Nowadays, low-budget horror is associated with quick turn-arounds, kitchy ideas, public domain IP, and a focus on cheap scares and gore. However, “Worm,” the debut feature from filmmaker Ned Caderni, opts for the exact opposite. He spares no time informing the audience of this fact. The film opens with a 90-second overture before presenting us with a singular static shot of the doorway to a small bedroom. Over the course of the six minutes, we see a young, soon-to-be couple returning from a date.
As their evening grows more intimate, their conversation more personal, it starts to feel like we are intruding on a private moment. The longer we hold, the worse we start to feel. It’s a tender and intimate moment that Caderni makes us feel horrid for being a part of. When we finally cut to the next scene, you can’t help but let out a sigh of relief. The opener acts as an audience litmus test. If you found the past six minutes to be enthralling and unnerving, then sit back and enjoy the next eighty minutes of skin-crawling tension and digital terror.
Despite the cute setup, this arthouse horror is anything but romantic. The story is simple: Bella and George are celebrating their first anniversary and decide to go on a little getaway to the Welsh countryside. On the first morning, Bella receives a mysterious email from the address of her high school sweetheart, David, who died suddenly when they were eighteen. This sets into motion a chain of events that turns a romantic getaway into a hellish few days. As the emails become more frequent, Bella becomes convinced that David’s spirit might not be gone, and the relationship between her and George starts to buckle.
“Worm” is very much an atmosphere-first horror film and an effective one at that. The film is soaked in a constant sense of dread. The slow burn unfolding of the narrative keeps ramping up the tension to a suffocating degree. Obviously, the more we learn about their past, the more the feeling of isolation intensifies. The hyper-naturalistic dialogue is laced with a passive-aggressive venom, and after a certain point, every interaction is motivated by paranoia and mistrust.
Caderni’s improv-heavy direction allows leads Freddie Acaster and Joshua Dowden (Bella and George) to turn in incredible performances. The chemistry that both leads have is fantastic, and every argument, odd glance, and moment of ill-fated romance feels very authentic. Bella’s increasingly fragile and distraught state as she slowly realises her true feelings, paired with George’s spiralling insecurity and spinelessness, lends itself very well to the slow-burning horror. The house the couple occupies starts to feel like a cage that is slowly shrinking and shrinking, a powder keg halfway ready to explode.

The themes of memory and secrets being kept alive by the digital realm link well with our couple on the rocks. It poses questions of whether we can ever leave our past behind in the digital era, our skeletons and ghosts always haunting us in the form of zeros and ones and grainy webcam footage. In this new world, it’s not a matter of if your secrets will appear like a digital apparition to haunt you. It’s simply a question of when. It pushes relationships to their breaking point, even when you think the noise is behind you, echoing the film’s tagline: ‘Your past isn’t dead, it’s rendering.

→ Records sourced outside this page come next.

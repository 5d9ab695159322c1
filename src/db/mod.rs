//! Database module for PostgreSQL connections and repositories.
//!
//! Each entity names the connection it lives on (see
//! [`crate::config::EntityConnections`]); entities naming the same connection
//! share one pool.

mod notes;
mod pool;
mod records;

pub use notes::PgNoteRepository;
pub use pool::{DatabasePool, MigrationSet};
pub use records::{PgCourseRepository, PgExamRepository, PgUserRepository};

use crate::config::Config;
use crate::repository::Repositories;
use std::collections::HashMap;
use std::sync::Arc;
use thiserror::Error;

/// Errors raised while opening the configured connections.
#[derive(Debug, Error)]
pub enum DbSetupError {
    /// An entity names a connection that is not configured.
    #[error("unknown database connection: {0}")]
    UnknownConnection(String),

    /// The connection could not be established.
    #[error("failed to connect to database {name}: {source}")]
    Connect {
        /// Connection name.
        name: String,
        /// Driver error.
        #[source]
        source: sqlx::Error,
    },

    /// Embedded migrations failed.
    #[error("migrations failed on database {name}: {source}")]
    Migrate {
        /// Connection name.
        name: String,
        /// Migration error.
        #[source]
        source: sqlx::migrate::MigrateError,
    },
}

/// Opens one pool per referenced connection and builds the repositories.
///
/// # Errors
/// Returns an error if a connection is missing, unreachable, or its
/// migrations fail.
pub async fn connect(config: &Config) -> Result<Repositories, DbSetupError> {
    let mut pools: HashMap<String, DatabasePool> = HashMap::new();
    let mut migration_sets: HashMap<String, Vec<MigrationSet>> = HashMap::new();

    for (entity, name) in config.entities.iter() {
        if !pools.contains_key(name) {
            let settings = config
                .database(name)
                .ok_or_else(|| DbSetupError::UnknownConnection(name.to_string()))?;
            let pool = DatabasePool::new(name, settings)
                .await
                .map_err(|source| DbSetupError::Connect {
                    name: name.to_string(),
                    source,
                })?;
            pools.insert(name.to_string(), pool);
        }

        let set = if entity == "notes" {
            MigrationSet::Notes
        } else {
            MigrationSet::Default
        };
        let sets = migration_sets.entry(name.to_string()).or_default();
        if !sets.contains(&set) {
            sets.push(set);
        }
    }

    if config.storage.run_migrations {
        for (name, sets) in &migration_sets {
            let pool = &pools[name];
            for set in sets {
                pool.run_migrations(*set)
                    .await
                    .map_err(|source| DbSetupError::Migrate {
                        name: name.clone(),
                        source,
                    })?;
            }
        }
    }

    let pool_for = |name: &str| pools[name].clone();

    Ok(Repositories {
        exams: Arc::new(PgExamRepository::new(pool_for(&config.entities.exams))),
        users: Arc::new(PgUserRepository::new(pool_for(&config.entities.users))),
        courses: Arc::new(PgCourseRepository::new(pool_for(&config.entities.courses))),
        notes: Arc::new(PgNoteRepository::new(pool_for(&config.entities.notes))),
    })
}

Cinematographer Edward Glynne Jones places us at an uncomfortable distance away from the couple, and when paired with the glacial shot lengths, a sense of uneasy voyeurism sets in. The camera and, by extension, the audience are turned into an unwilling predator stalking its prey. This results in skin-crawling moments of voyeuristic horror, capturing the hellish domesticity of this relationship.
The idyllic Welsh coast is rendered almost nightmarish. Our characters always feel so tiny in the frame, dwarfed by the barren landscapes of grasslands, rocks, and water. Their surroundings feel both beautiful and terrifying, with imagery that reminded me of a fresh re-imagining of elements from Bergman’s “The Wolf House,” Weerasethakul’s “Memoria,” and “The Blair Witch Project.”
The mysterious emails Bella receives contain videos of familiar places, yet each piece of footage feels so alien. The majority of the film holds a sterile digital look, a look that makes everything feel so stark, especially paired with the black and white. But when we switch to the videos sent from beyond the grave, the grainy, opaque nature of what we are seeing turns the mundane into something deeply unnerving.
Quite a few recent British indies feel non-committal, hesitant to fully embrace their arthouse tendencies while also holding back from leaning into the genre elements that might give them wider appeal. The result is a wave of films that lack assurance and coherence. This is where “Worm” and director Ned Caderni stand out to me.
Caderni and his collaborators draw on a range of filmic influences, from Bergman, Weerasethakul, Brakhage, and Snow, blending them with contemporary digital sensibilities to create a remarkably assured piece of arthouse horror. There is a carefully calibrated synergy at work, shaping an atmospheric nightmare of a weekend. In an industry with so many barriers to entry, filled with risk-averse films that draw from the same formal lexicon, “Worm” stands out as one of the most refreshing debuts in British arthouse cinema in recent memory.